As Paul Harvey would would say that is the rest of the story!!! Well put !! 
There are a lot of honest,hard working guides who do provide tht hunt of a life time. The land owner has the right to lease his land and make a profit. An honest guide has a right to make a profit. The hunter has a choice to be guided or not to be guided R or NR.


----------



## bandman (Feb 13, 2006)

as i said, i don't care what kind of responses i get to what i said. i know some things i mentioned would hit a nerve with some people but i'm sorry that's how i feel about it. yea you say youre proud of helping people have some of the best memories they will ever have and that's fine but the way i see it, you're also taking some of the memories away that some people/kids will never have. do you honestly think the average joe and/or his children is going to pick up this sport if it costs him an arm and a leg to do so. do you think in this new age of paying to hunt is going to attract the next generation where i'm from? they're simply going to say to hell w/ it and sit at home and play their playstations or whatever else kids do. all i'm saying is the way we've had it all our lives and what were used to is how we like it and how we want it to stay! it's not like we can just stand by and watch it all unfold w/o putting in our side of the story. i didn't mean to stereotype but when you run into one bad experience, it tends to stick with you and you end up putting up a barrier against anyone associated with it. not trying to piss and moan, just tryin to show you how we see it but we all know there are different ways everybody views things. i hope you can see and slightly understand that.
i'm not saying this is the road our state is on but i sure don't see it "hitting the ditch" if you know what i mean!


----------



## neb_bo (Feb 3, 2007)

i know where your coming from, as i said, i to have lost priveleges to leasers. however, if youve ever lived in a state that has little public land, with a high population density, where its almost impossible to get permission on private land, you might feel differently. everyone doesnt have it as good as us, and i dont have any problem sharing our resources with them. an outfitter is just providing a service, most arent trying to step on anyones toes, and most are upstanding citizens, who do contribute a large deal to the local economy. as i said, im sorry you have had a bad experience, but where are the kids from the cities, and eastern states going to make their memories, on the streets, or once or twice a year on guided hunts. i welcome them with open arms, because ive been there.


----------



## bandman (Feb 13, 2006)

neb_bo said:


> if you think outfitters are sucking up all the game, maybe you should get out there and shoot it before them, instead of sitting back crying about how while you where sitting on your a$$, someone shot that big buck youve been watching all season, or hunted harder than you, and killed more birds than you. if this message doesnt apply to you please ignore it, and i apologize for wasting your time.

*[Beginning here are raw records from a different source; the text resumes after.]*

//! Local backend behaviour on a real directory.

use intake_storage::{BackendKind, FolderId, LocalBackend, StorageBackend, StorageError, UploadFile};
use std::collections::HashSet;
use tempfile::TempDir;

fn backend(dir: &TempDir) -> LocalBackend {
    LocalBackend::new(dir.path().join("uploads"), "http://intake.test/")
}

#[tokio::test]
async fn folders_are_directories() {
    let dir = TempDir::new().unwrap();
    let local = backend(&dir);
    assert_eq!(local.kind(), BackendKind::Local);

    assert!(local.find_folder("ST1", None).await.unwrap().is_none());
    let main = local.create_folder("ST1", None).await.unwrap();
    assert_eq!(main, FolderId::new("mock-ST1"));
    assert_eq!(local.find_folder("ST1", None).await.unwrap(), Some(main.clone()));

    let sub = local.create_folder("Fee Receipts", Some(&main)).await.unwrap();
    assert_eq!(sub.as_str(), "mock-ST1/Fee_Receipts");
    assert!(dir.path().join("uploads/ST1/Fee_Receipts").is_dir());

    // creating twice is harmless
    assert_eq!(local.create_folder("ST1", None).await.unwrap(), main);
}

#[tokio::test]
async fn remote_parent_means_root() {
    let dir = TempDir::new().unwrap();
    let local = backend(&dir);
    let folder = local
        .create_folder("ST2", Some(&FolderId::new("1AbCdEf")))
        .await
        .unwrap();
    assert_eq!(folder.as_str(), "mock-ST2");
}

#[tokio::test]
async fn upload_writes_timestamped_file_and_links_it() {
    let dir = TempDir::new().unwrap();
    let local = backend(&dir);
    let folder = local.create_folder("ST3", None).await.unwrap();

    let stored = local
        .upload(&folder, &UploadFile::new("My Essay (final).pdf", "application/pdf", b"essay".to_vec()))
        .await
        .unwrap();

    assert_eq!(stored.backend, BackendKind::Local);
    assert_eq!(stored.file_name, "My Essay (final).pdf");
    assert!(stored.file_id.starts_with("mock-ST3/"));
    assert!(stored.file_id.ends_with("_My_Essay_final.pdf"));
    assert_eq!(stored.shareable_link, stored.download_link);
    let rel = stored.file_id.trim_start_matches("mock-");
    assert_eq!(stored.shareable_link, format!("http://intake.test/uploads/{rel}"));

    let on_disk = local.resolve(&stored.file_id).unwrap();
    assert_eq!(std::fs::read(on_disk).unwrap(), b"essay");
}

#[tokio::test]
async fn repeated_uploads_of_one_name_never_collide() {
    let dir = TempDir::new().unwrap();
    let local = backend(&dir);
    let folder = local.create_folder("ST4", None).await.unwrap();

    let mut stored = Vec::new();
    for i in 0..50 {
        let file = UploadFile::new("hw.pdf", "application/pdf", format!("copy {i}").into_bytes());
        stored.push(local.upload(&folder, &file).await.unwrap());
    }

    let ids: HashSet<_> = stored.iter().map(|s| s.file_id.as_str()).collect();
    assert_eq!(ids.len(), 50);
    for (i, file) in stored.iter().enumerate() {
        let on_disk = local.resolve(&file.file_id).unwrap();
        assert_eq!(std::fs::read(on_disk).unwrap(), format!("copy {i}").into_bytes());
    }

    // Deleting one copy leaves the others in place
    local.delete(&stored[0].file_id).await.unwrap();
    assert!(!local.resolve(&stored[0].file_id).unwrap().exists());
    assert!(local.resolve(&stored[1].file_id).unwrap().exists());
}

#[tokio::test]
async fn foreign_ids_are_rejected() {
    let dir = TempDir::new().unwrap();
    let local = backend(&dir);

    let err = local
        .upload(&FolderId::new("1AbCdEf"), &UploadFile::new("a.txt", "text/plain", b"x".to_vec()))
        .await
        .unwrap_err();
    assert!(matches!(err, StorageError::InvalidId(_)));

    assert!(matches!(
        local.delete("mock-../../etc/passwd").await.unwrap_err(),
        StorageError::InvalidId(_)
    ));
    assert!(local.delete("mock-ST9/missing.pdf").await.unwrap_err().is_not_found());
}
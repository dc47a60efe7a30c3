//! Classifier seam
//!
//! [`Classifier`] is implemented by the deterministic [`RuleClassifier`] and
//! the hosted [`LlmClassifier`]; [`classifier_from_config`] picks one.

use crate::config::LlmConfig;
use crate::llm::{ChatCompletion, LlmClassifier};
use crate::response::ClassifierResponse;
use crate::rules::RuleClassifier;
use async_trait::async_trait;
use intake_records::StudentId;
use serde::Serialize;
use std::sync::Arc;

/// Which implementation answered
#[derive(Debug, Clone, Copy, PartialEq, Eq, Serialize)]
#[serde(rename_all = "lowercase")]
pub enum ClassifierKind {
    /// Pattern tables only
    Rules,
    /// Hosted language model with rule fallback
    Llm,
}

impl std::fmt::Display for ClassifierKind {
    fn fmt(&self, f: &mut std::fmt::Formatter<'_>) -> std::fmt::Result {
        f.write_str(match self {
            Self::Rules => "rules",
            Self::Llm => "llm",
        })
    }
}

/// Input to a classification
#[derive(Debug, Clone, Default, PartialEq, Eq)]
pub struct ClassificationRequest {
    /// Original upload filename
    pub file_name: String,
    /// Student ID supplied with the upload, if any
    pub student_id: Option<String>,
    /// Students known to already have a storage folder
    pub existing_folders: Vec<StudentId>,
}

impl ClassificationRequest {
    /// Create request for a filename
    #[must_use]
    pub fn new(file_name: impl Into<String>) -> Self {
        Self {
            file_name: file_name.into(),
            ..Self::default()
        }
    }

    /// With explicit student ID; blank values are ignored
    #[must_use]
    pub fn with_student_id(mut self, student_id: impl Into<String>) -> Self {
        let raw = student_id.into();
        self.student_id = (!raw.trim().is_empty()).then_some(raw);
        self
    }

    /// With existing folder list
    #[must_use]
    pub fn with_existing_folders(mut self, folders: Vec<StudentId>) -> Self {
        self.existing_folders = folders;
        self
    }

    /// Add one existing folder; invalid IDs are skipped
    #[must_use]
    pub fn with_existing_folder(mut self, student_id: &str) -> Self {
        if let Ok(id) = StudentId::new(student_id) {
            self.existing_folders.push(id);
        }
        self
    }

    /// Explicit student ID, normalised; invalid values count as absent
    #[must_use]
    pub fn explicit_student_id(&self) -> Option<StudentId> {
        self.student_id
            .as_deref()
            .and_then(|raw| StudentId::new(raw).ok())
    }

    /// Whether a folder is known for the student
    #[must_use]
    pub fn folder_exists(&self, student_id: &StudentId) -> bool {
        self.existing_folders.contains(student_id)
    }
}

/// Turns an upload description into a [`ClassifierResponse`]
///
/// Implementations never fail: every problem ends in a decision, possibly
/// an `ERROR:` one.
#[async_trait]
pub trait Classifier: Send + Sync + std::fmt::Debug {
    /// Classify one upload
    async fn classify(&self, request: &ClassificationRequest) -> ClassifierResponse;

    /// Implementation kind
    fn kind(&self) -> ClassifierKind;
}

/// Build the configured classifier
///
/// A missing key, or a client that cannot be built, yields the rule
/// classifier.
#[must_use]
pub fn classifier_from_config(config: &LlmConfig) -> Arc<dyn Classifier> {
    if !config.is_enabled() {
        tracing::info!("no LLM API key configured, using rule classifier");
        return Arc::new(RuleClassifier::new());
    }

    match ChatCompletion::new(config) {
        Ok(completion) => {
            tracing::info!(model = %config.model, endpoint = %config.endpoint, "using hosted LLM classifier");
            Arc::new(LlmClassifier::new(completion))
        }
        Err(e) => {
            tracing::warn!(error = %e, "hosted classifier unavailable, using rule classifier");
            Arc::new(RuleClassifier::new())
        }
    }
}
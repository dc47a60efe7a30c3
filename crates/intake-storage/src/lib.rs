//! Intake Storage - per-student document folders
//!
//! Files every document into `<student>/<type subfolder>` on a cloud drive,
//! degrading call by call to a local directory:
//! - [`StorageBackend`] seam with [`DriveBackend`] and [`LocalBackend`]
//! - [`DriveService`] with one-shot local failover and a folder memo
//! - Credential bootstrap from a static token or a refresh-token file
//!
//! # Example
//!
//! ```rust,ignore
//! use intake_storage::{DriveService, StorageConfig, UploadFile};
//! use intake_records::{DocumentType, StudentId};
//!
//! # async fn example() -> Result<(), Box<dyn std::error::Error>> {
//! let service = DriveService::from_config(&StorageConfig::default()).await;
//! let file = UploadFile::new("essay.pdf", "application/pdf", b"%PDF".to_vec());
//! let placed = service
//!     .store_document(&StudentId::new("ST102")?, DocumentType::Assignment, None, &file)
//!     .await?;
//! println!("{}", placed.file.shareable_link);
//! # Ok(())
//! # }
//! ```

#![warn(unreachable_pub)]
#![warn(missing_docs)]

pub mod backend;
pub mod cache;
pub mod config;
pub mod drive;
pub mod error;
pub mod layout;
pub mod local;
pub mod service;

pub use backend::{BackendKind, FolderId, StorageBackend, StoredFile, UploadFile, LOCAL_ID_PREFIX};
pub use cache::FolderCache;
pub use config::{DriveConfig, StorageConfig};
pub use drive::{DriveBackend, DriveCredentials, TokenSource};
pub use error::StorageError;
pub use layout::{subfolder_name, StudentFolders};
pub use local::LocalBackend;
pub use service::{backend_from_config, DriveService, PlacedDocument};

/// Prelude module for common imports
pub mod prelude {
    //! Common imports for storage
    pub use crate::{
        BackendKind, DriveService, FolderId, StorageConfig, StorageError, StoredFile, UploadFile,
    };
}

/// Version of this crate
pub const VERSION: &str = env!("CARGO_PKG_VERSION");
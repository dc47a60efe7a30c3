//! Error types for the hosted classifier
//!
//! None of these reach callers of [`Classifier::classify`](crate::Classifier);
//! they are logged and answered by the rule path instead.

/// Hosted completion errors
#[derive(Debug, thiserror::Error)]
pub enum ClassifierError {
    /// No API key configured
    #[error("no API key configured for the hosted classifier")]
    MissingApiKey,

    /// HTTP client could not be built or the request failed in transit
    #[error("transport error: {0}")]
    Transport(#[from] reqwest::Error),

    /// Endpoint answered with a non-success status
    #[error("completion endpoint returned {status}: {body}")]
    Status { status: u16, body: String },

    /// Response had no completion text
    #[error("empty completion")]
    EmptyCompletion,

    /// Completion text does not follow the response grammar
    #[error("unparseable completion: {0}")]
    Unparseable(String),
}

impl ClassifierError {
    /// Check if error came from the network or the remote service
    #[inline]
    #[must_use]
    pub fn is_remote(&self) -> bool {
        matches!(self, Self::Transport(_) | Self::Status { .. })
    }
}

#[cfg(test)]
mod tests {
    use super::*;

    #[test]
    fn classifier_error_display() {
        let err = ClassifierError::Status {
            status: 429,
            body: "rate limited".to_string(),
        };
        assert_eq!(
            err.to_string(),
            "completion endpoint returned 429: rate limited"
        );
        assert!(err.is_remote());
        assert!(!ClassifierError::EmptyCompletion.is_remote());
    }
}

1)how do you go out there and "get" it before the outfitters and their clients get it? once that lands locked up, it's no longer legal access to the general public. you have to watch deer grow and if that deer youve been watching lives on land that ends up gettin leased, youre screwed. it is pretty damn tough to traffic birds away from leased land you know. a lot of the times there is not a field intercepting their feeding grounds and roosting pond so youre just better off leavin em be and savin your time and stress.
2)once a deer makes its home somewhere (posted land) it feels safe and unless a hot doe brings him off in the rut, there is a very big possibility you will never get a shot at him. (yea they wander nocturnally occassionally but they will be right back in their bed come sun-up.)
3)hunted harder, and killed more birds?? sorry, but it doesn't take much to show up to an outfitter and get put on the best hunting in the area. you may call it hunting, but it's more killing in my eyes. "here they are guys, shoot em up." g/o's do the scouting, clients do the killing in most cases. 
sorry, but clients don't really have to get up that extra hour early so there the first ones there. they don't have to occasionally sleep in thier vehicles to lock up a field for the next morning. they simply pay their money and are fed on a silver platter.
by no means am i saying we don't have loads of success on the land we hunt, i'm just saying once the unleased resources are used up, what next?? not everyone can afford to pay the outfitters. i'm just one to welcome posted land but frown upon leased land. thats the way i am and have no plans of changing my ways. (its the landowners choice if he wants to lease his land and thats the bottom line.) i don't have to agree with it but i'm not one to tell them what do w/ what is theirs.


----------



## 280IM (Mar 28, 2005)

bandman Do you feel a landowner owes you a place to hunt for nothing?
Do you leave a tip for the waitress at the cafe? Whats the difference of giving a land owner a tip for somthing you enjoyed? I have had landowners that wanted no money so I have sent a gift certificate to them later. Is this ruining your heratiage to hunt or is just showing appreciation.
Hunting is a sport! Can you use the bowling alley for nothing? can you use the golf course for nothing? When I was a kid I hunted on all over the neighborhood for nothing. Now I can't, things change.


----------



## Tator (Dec 10, 2005)

> farmers are not wealthy people, and alot of their property the bank still owns


maybe they should be paying off their bank loans instead of buying all the fancy equipment, building another house on their existing house, and buying brand new F-350 pickups. Ya, they are not well off, considering what I make a year. I'd love to be a farmer. now back to the subject.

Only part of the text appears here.